• What you need to do
When you find the line with "let mut pieces = Vec::new();" among the records below, reproduce it and each line after it exactly, ending with the line with "for raw in inner".

[Items from a data source]
——
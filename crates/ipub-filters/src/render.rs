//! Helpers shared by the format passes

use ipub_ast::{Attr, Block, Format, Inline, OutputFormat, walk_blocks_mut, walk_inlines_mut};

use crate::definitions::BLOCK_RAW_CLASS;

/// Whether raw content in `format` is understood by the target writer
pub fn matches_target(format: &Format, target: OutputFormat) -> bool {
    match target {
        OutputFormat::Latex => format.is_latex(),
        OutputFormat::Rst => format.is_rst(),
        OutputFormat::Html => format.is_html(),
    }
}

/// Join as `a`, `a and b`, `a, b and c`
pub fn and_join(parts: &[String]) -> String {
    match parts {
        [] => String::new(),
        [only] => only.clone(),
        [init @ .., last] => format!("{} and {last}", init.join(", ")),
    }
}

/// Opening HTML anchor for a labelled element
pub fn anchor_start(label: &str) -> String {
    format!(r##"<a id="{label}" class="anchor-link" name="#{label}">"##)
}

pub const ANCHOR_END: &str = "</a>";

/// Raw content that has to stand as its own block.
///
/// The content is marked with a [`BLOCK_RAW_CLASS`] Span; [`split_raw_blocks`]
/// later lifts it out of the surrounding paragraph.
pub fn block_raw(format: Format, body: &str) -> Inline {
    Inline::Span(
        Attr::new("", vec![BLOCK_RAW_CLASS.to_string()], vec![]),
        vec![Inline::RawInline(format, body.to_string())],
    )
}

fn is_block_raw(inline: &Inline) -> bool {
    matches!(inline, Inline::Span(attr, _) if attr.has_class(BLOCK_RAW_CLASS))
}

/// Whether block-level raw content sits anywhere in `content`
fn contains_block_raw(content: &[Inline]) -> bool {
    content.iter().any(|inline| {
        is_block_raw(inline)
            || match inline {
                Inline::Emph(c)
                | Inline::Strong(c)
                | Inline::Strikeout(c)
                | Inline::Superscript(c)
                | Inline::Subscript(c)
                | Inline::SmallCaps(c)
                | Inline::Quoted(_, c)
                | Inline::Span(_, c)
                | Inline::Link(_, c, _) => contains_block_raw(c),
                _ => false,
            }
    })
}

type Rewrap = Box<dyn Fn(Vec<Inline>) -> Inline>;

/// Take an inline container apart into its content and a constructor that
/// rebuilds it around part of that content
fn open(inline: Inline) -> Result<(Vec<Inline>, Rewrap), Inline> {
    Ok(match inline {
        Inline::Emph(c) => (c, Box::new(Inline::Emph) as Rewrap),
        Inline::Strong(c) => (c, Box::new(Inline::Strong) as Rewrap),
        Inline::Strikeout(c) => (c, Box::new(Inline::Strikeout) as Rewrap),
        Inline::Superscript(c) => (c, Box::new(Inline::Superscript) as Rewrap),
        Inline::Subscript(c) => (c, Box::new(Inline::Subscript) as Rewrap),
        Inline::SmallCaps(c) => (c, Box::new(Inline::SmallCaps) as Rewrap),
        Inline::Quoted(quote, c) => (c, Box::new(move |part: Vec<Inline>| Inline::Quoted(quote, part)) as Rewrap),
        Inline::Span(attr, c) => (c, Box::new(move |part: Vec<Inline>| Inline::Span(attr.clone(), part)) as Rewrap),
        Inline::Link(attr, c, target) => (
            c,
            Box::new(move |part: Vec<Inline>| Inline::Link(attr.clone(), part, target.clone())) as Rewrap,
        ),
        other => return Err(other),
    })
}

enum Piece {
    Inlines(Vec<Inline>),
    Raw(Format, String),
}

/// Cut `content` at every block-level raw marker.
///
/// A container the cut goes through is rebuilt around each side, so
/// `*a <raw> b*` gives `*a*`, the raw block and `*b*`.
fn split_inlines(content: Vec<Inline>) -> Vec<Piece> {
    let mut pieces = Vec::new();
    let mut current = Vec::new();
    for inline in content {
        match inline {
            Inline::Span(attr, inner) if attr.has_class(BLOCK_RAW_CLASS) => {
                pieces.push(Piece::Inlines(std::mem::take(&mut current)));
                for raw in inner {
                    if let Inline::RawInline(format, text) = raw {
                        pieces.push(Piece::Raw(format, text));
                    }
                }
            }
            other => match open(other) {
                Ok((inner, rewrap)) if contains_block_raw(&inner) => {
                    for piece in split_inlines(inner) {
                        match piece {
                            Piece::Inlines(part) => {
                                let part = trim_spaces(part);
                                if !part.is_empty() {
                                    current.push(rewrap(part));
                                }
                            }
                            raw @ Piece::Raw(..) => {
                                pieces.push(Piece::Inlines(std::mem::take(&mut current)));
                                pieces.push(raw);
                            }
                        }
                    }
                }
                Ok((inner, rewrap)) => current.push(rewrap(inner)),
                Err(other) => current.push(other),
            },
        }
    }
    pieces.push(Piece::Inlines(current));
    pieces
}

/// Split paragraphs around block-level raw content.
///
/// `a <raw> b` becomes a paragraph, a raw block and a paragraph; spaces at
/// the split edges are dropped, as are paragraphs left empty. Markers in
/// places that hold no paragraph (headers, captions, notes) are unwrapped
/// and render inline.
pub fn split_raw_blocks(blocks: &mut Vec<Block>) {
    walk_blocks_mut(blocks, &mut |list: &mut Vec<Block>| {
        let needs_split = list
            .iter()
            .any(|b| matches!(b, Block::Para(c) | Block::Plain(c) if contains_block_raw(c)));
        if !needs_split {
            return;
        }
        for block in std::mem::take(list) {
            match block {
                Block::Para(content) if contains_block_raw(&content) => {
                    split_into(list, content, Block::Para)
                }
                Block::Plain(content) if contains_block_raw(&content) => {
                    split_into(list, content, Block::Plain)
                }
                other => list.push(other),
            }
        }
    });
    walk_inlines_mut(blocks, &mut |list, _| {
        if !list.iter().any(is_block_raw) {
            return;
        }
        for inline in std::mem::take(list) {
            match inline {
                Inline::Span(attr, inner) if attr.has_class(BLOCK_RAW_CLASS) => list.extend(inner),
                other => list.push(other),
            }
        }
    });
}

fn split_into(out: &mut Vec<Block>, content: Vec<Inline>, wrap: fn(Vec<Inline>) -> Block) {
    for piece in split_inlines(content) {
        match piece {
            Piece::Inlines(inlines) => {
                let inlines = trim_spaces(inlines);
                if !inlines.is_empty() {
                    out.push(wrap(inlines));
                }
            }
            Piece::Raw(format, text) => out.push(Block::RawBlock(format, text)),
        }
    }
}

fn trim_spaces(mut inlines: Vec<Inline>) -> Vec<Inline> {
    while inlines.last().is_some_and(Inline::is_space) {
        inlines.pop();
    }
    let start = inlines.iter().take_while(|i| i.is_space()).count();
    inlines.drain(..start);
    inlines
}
——
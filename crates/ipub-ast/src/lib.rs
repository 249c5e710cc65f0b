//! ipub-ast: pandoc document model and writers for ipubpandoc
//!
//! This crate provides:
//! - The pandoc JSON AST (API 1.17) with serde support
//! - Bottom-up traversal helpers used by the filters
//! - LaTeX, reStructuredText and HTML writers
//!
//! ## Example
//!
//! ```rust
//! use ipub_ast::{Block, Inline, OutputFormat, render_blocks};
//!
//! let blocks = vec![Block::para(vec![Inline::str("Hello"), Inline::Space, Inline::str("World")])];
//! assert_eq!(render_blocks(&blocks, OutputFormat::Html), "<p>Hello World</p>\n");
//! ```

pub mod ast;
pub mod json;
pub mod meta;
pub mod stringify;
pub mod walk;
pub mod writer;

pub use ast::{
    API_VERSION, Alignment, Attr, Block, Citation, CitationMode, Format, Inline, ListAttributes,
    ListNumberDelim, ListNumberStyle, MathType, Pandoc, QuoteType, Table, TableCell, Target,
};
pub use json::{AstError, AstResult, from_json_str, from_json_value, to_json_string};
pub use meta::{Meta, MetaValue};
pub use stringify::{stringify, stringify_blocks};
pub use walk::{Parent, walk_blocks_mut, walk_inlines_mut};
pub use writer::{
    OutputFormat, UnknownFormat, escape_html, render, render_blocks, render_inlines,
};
——
• Answer to this exercise
    let mut pieces = Vec::new();
    let mut current = Vec::new();
    for inline in content {
        match inline {
            Inline::Span(attr, inner) if attr.has_class(BLOCK_RAW_CLASS) => {
                pieces.push(Piece::Inlines(std::mem::take(&mut current)));
                for raw in inner {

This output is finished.